TASK DIRECTIONS
Give back exactly the lines of the data below, starting with the line that has "JOIN domain_assignments a" and going on through the line that has "start_pos, end_pos) \".

>>

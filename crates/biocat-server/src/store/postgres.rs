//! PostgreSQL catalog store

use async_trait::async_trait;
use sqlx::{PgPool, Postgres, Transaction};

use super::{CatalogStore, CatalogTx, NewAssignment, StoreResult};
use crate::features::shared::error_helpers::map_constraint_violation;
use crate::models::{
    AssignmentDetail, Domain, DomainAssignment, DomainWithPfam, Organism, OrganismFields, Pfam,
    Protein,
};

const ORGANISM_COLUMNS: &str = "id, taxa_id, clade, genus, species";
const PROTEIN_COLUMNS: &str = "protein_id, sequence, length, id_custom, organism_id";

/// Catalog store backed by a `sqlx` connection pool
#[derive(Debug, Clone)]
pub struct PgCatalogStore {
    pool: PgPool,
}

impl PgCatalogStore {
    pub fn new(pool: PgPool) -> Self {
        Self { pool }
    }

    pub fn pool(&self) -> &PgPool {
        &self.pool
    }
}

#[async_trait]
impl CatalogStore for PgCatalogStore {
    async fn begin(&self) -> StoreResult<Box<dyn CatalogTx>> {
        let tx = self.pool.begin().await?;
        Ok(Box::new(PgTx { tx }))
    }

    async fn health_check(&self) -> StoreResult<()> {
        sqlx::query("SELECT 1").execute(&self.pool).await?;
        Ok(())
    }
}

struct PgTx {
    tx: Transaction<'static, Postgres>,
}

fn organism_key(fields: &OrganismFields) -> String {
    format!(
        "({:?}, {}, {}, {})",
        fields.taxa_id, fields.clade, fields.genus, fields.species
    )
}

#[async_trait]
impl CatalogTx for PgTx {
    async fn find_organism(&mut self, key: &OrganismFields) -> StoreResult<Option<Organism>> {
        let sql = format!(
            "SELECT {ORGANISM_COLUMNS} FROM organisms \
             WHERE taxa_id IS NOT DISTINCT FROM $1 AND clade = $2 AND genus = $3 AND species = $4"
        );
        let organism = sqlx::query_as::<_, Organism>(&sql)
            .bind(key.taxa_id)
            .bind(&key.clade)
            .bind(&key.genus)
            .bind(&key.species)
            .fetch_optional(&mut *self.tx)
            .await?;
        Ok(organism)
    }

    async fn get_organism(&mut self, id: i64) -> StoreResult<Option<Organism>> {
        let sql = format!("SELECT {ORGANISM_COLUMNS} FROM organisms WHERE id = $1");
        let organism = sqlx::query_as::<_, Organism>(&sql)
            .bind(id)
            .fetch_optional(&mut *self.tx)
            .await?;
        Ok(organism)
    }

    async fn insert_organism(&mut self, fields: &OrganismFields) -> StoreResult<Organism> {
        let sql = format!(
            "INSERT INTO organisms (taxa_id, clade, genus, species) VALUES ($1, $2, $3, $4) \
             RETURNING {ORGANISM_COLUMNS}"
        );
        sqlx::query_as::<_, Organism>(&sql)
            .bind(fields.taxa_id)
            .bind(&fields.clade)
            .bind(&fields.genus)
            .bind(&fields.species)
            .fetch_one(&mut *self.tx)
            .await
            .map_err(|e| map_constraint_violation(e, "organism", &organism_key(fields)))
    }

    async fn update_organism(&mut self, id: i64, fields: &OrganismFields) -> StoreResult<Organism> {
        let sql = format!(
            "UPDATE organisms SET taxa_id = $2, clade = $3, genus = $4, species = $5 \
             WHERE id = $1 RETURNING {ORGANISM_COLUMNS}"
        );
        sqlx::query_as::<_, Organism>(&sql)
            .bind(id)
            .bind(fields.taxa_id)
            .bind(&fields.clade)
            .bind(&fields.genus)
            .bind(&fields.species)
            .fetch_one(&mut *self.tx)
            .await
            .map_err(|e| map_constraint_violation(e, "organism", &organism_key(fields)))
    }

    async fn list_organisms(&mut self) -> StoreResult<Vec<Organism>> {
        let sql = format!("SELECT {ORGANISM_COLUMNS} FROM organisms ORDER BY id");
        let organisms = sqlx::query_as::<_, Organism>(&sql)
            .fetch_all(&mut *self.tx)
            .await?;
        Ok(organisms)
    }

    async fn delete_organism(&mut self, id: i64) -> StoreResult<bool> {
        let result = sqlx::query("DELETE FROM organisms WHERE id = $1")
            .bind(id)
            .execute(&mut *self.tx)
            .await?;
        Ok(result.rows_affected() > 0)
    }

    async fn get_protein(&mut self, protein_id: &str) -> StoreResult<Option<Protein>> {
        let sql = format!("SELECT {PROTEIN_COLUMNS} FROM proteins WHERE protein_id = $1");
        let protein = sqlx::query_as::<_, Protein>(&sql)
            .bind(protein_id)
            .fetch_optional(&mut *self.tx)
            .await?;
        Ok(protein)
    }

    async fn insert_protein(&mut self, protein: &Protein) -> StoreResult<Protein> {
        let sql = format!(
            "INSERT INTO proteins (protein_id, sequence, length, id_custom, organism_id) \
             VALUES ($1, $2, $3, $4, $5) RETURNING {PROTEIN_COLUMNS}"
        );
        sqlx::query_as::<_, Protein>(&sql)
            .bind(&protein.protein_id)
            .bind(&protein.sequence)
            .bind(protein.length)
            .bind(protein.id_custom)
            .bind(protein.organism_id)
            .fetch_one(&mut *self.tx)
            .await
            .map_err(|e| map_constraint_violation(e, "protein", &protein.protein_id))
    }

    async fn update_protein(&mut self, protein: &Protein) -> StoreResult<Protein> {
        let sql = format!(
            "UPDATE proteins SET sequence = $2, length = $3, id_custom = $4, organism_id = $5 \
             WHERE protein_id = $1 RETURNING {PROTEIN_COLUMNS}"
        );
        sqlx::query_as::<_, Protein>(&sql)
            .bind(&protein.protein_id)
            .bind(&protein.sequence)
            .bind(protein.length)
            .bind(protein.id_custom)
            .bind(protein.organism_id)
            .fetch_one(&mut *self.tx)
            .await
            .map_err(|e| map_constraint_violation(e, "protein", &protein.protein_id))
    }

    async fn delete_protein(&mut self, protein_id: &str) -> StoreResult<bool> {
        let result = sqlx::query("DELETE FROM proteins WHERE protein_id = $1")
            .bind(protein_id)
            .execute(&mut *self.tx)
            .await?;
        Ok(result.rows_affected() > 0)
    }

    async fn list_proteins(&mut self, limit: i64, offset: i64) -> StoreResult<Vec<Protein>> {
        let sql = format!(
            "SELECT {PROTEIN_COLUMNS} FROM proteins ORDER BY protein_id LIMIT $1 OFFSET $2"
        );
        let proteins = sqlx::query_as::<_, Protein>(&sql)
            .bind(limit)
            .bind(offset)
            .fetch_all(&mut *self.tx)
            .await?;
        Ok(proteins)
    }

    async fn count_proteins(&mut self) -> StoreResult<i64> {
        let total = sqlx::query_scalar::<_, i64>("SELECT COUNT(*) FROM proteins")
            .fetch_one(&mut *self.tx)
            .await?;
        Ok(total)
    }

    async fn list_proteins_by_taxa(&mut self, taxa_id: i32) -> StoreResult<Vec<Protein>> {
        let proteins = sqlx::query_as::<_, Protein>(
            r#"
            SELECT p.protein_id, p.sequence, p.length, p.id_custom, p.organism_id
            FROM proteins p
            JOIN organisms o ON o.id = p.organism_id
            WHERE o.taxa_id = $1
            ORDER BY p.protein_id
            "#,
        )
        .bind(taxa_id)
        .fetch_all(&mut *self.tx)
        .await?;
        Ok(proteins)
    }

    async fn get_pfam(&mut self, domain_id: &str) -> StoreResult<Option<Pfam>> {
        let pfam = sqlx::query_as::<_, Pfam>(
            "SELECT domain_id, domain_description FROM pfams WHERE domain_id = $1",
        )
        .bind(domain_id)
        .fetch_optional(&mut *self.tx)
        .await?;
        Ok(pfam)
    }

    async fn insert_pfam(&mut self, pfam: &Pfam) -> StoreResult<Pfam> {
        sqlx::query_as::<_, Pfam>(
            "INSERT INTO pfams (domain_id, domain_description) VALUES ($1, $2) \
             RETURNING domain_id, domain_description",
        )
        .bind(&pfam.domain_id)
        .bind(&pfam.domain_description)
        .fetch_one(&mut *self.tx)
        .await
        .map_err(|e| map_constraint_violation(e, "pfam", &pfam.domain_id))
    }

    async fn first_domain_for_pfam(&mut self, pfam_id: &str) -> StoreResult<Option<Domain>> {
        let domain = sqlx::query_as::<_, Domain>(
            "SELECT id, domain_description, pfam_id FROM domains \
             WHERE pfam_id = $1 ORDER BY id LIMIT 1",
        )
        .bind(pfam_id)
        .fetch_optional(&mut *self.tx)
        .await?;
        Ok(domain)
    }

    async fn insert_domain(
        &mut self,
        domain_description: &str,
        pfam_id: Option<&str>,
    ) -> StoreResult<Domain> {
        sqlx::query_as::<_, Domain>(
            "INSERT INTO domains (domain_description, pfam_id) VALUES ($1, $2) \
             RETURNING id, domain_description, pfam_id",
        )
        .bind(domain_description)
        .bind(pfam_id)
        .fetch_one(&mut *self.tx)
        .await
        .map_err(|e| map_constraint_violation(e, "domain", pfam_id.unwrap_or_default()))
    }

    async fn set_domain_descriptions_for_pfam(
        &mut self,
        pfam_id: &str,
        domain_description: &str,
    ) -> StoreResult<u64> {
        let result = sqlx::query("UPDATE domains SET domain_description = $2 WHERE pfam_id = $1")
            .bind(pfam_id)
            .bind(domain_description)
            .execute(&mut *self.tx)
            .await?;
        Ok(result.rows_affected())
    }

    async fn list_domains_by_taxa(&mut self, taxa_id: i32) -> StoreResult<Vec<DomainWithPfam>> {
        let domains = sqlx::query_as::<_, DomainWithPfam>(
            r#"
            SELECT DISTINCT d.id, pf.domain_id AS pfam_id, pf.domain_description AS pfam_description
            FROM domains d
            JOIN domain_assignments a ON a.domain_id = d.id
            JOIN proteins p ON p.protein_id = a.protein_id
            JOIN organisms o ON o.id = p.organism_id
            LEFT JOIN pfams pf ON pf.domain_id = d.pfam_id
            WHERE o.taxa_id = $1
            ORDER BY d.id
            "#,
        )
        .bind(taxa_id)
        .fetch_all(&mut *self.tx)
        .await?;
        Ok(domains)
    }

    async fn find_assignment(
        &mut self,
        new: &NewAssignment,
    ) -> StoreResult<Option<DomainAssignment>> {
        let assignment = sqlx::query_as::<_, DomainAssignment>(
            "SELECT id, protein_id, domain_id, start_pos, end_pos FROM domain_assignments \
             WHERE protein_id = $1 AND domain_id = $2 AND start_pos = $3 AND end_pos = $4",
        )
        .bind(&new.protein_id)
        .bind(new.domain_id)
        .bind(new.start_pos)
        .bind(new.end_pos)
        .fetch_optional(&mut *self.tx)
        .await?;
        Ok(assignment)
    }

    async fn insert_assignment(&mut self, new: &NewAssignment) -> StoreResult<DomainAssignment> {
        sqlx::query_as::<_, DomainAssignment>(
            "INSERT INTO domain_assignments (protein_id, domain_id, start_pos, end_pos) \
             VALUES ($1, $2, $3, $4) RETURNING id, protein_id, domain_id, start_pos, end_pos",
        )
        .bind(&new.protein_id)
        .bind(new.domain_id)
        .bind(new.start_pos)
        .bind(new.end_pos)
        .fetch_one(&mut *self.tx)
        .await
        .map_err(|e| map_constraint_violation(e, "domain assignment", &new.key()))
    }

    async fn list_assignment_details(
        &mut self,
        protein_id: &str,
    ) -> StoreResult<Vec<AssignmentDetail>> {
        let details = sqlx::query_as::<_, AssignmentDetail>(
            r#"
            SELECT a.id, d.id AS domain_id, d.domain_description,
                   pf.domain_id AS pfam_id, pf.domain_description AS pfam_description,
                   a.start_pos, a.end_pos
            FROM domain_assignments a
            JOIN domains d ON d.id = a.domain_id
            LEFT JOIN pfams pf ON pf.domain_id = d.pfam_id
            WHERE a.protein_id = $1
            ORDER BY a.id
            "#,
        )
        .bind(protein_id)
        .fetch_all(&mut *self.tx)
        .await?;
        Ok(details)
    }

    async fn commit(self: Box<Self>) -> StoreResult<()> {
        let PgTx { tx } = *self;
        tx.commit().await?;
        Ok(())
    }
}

<<

REPLY TO THE TASK
            JOIN domain_assignments a ON a.domain_id = d.id
            JOIN proteins p ON p.protein_id = a.protein_id
            JOIN organisms o ON o.id = p.organism_id
            LEFT JOIN pfams pf ON pf.domain_id = d.pfam_id
            WHERE o.taxa_id = $1
            ORDER BY d.id
            "#,
        )
        .bind(taxa_id)
        .fetch_all(&mut *self.tx)
        .await?;
        Ok(domains)
    }

    async fn find_assignment(
        &mut self,
        new: &NewAssignment,
    ) -> StoreResult<Option<DomainAssignment>> {
        let assignment = sqlx::query_as::<_, DomainAssignment>(
            "SELECT id, protein_id, domain_id, start_pos, end_pos FROM domain_assignments \
             WHERE protein_id = $1 AND domain_id = $2 AND start_pos = $3 AND end_pos = $4",
        )
        .bind(&new.protein_id)
        .bind(new.domain_id)
        .bind(new.start_pos)
        .bind(new.end_pos)
        .fetch_optional(&mut *self.tx)
        .await?;
        Ok(assignment)
    }

    async fn insert_assignment(&mut self, new: &NewAssignment) -> StoreResult<DomainAssignment> {
        sqlx::query_as::<_, DomainAssignment>(
            "INSERT INTO domain_assignments (protein_id, domain_id, start_pos, end_pos) \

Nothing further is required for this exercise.